Saved entries
------------------------------------

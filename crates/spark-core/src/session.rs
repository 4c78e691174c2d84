//! The authenticated user on whose behalf the client runs.

use serde::{Deserialize, Serialize};

use crate::profile::{CandidateProfile, ProfileId};

/// Identity of the signed-in user.
///
/// Only what is needed to keep the user's own profile out of their feed.
#[derive(Debug, Clone, PartialEq, Eq, Serialize, Deserialize)]
pub struct ActiveUser {
  /// Document id of the user's own profile, when known.
  pub id:    Option<ProfileId>,
  pub email: String,
}

impl ActiveUser {
  pub fn new(email: impl Into<String>) -> Self {
    Self { id: None, email: email.into() }
  }

  pub fn with_id(mut self, id: impl Into<ProfileId>) -> Self {
    self.id = Some(id.into());
    self
  }

  /// True when `profile` is this user's own profile, matched by id or by
  /// case-insensitive email.
  pub fn owns(&self, profile: &CandidateProfile) -> bool {
    if self.id.as_ref().is_some_and(|id| *id == profile.id) {
      return true;
    }
    let mine = self.email.trim();
    !mine.is_empty()
      && profile
        .email
        .as_deref()
        .is_some_and(|theirs| theirs.trim().eq_ignore_ascii_case(mine))
  }
}

#[cfg(test)]
mod tests {
  use super::*;

  fn profile(id: &str, email: Option<&str>) -> CandidateProfile {
    CandidateProfile {
      id:                       id.into(),
      first_name:               None,
      last_name:                None,
      email:                    email.map(str::to_string),
      birth_date:               None,
      profile_photo_url:        None,
      profile_background_color: None,
      selected_profile_banners: Vec::new(),
    }
  }

  #[test]
  fn matches_email_case_insensitively() {
    let me = ActiveUser::new("Me@Example.com");
    assert!(me.owns(&profile("a", Some(" me@example.com "))));
    assert!(!me.owns(&profile("b", Some("you@example.com"))));
    assert!(!me.owns(&profile("c", None)));
  }

  #[test]
  fn matches_id_even_without_email() {
    let me = ActiveUser::new("").with_id("self");
    assert!(me.owns(&profile("self", None)));
    assert!(!me.owns(&profile("other", None)));
  }
}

------------------------------------

Repeat each entry above exactly as it appears.

filename crates/spark-core/src/session.rs
repository 4c78e691174c2d84
//! The authenticated user on whose behalf the client runs.

use serde::{Deserialize, Serialize};

use crate::profile::{CandidateProfile, ProfileId};

/// Identity of the signed-in user.
///
/// Only what is needed to keep the user's own profile out of their feed.
#[derive(Debug, Clone, PartialEq, Eq, Serialize, Deserialize)]
pub struct ActiveUser {
  /// Document id of the user's own profile, when known.
  pub id:    Option<ProfileId>,
  pub email: String,
}

impl ActiveUser {
  pub fn new(email: impl Into<String>) -> Self {
    Self { id: None, email: email.into() }
  }

  pub fn with_id(mut self, id: impl Into<ProfileId>) -> Self {
    self.id = Some(id.into());
    self
  }

  /// True when `profile` is this user's own profile, matched by id or by
  /// case-insensitive email.
  pub fn owns(&self, profile: &CandidateProfile) -> bool {
    if self.id.as_ref().is_some_and(|id| *id == profile.id) {
      return true;
    }
    let mine = self.email.trim();
    !mine.is_empty()
      && profile
        .email
        .as_deref()
        .is_some_and(|theirs| theirs.trim().eq_ignore_ascii_case(mine))
  }
}

#[cfg(test)]
mod tests {
  use super::*;

  fn profile(id: &str, email: Option<&str>) -> CandidateProfile {
    CandidateProfile {
      id:                       id.into(),
      first_name:               None,
      last_name:                None,
      email:                    email.map(str::to_string),
      birth_date:               None,
      profile_photo_url:        None,
      profile_background_color: None,
      selected_profile_banners: Vec::new(),
    }
  }

  #[test]
  fn matches_email_case_insensitively() {
    let me = ActiveUser::new("Me@Example.com");
    assert!(me.owns(&profile("a", Some(" me@example.com "))));
    assert!(!me.owns(&profile("b", Some("you@example.com"))));
    assert!(!me.owns(&profile("c", None)));
  }

  #[test]
  fn matches_id_even_without_email() {
    let me = ActiveUser::new("").with_id("self");
    assert!(me.owns(&profile("self", None)));
    assert!(!me.owns(&profile("other", None)));
  }
}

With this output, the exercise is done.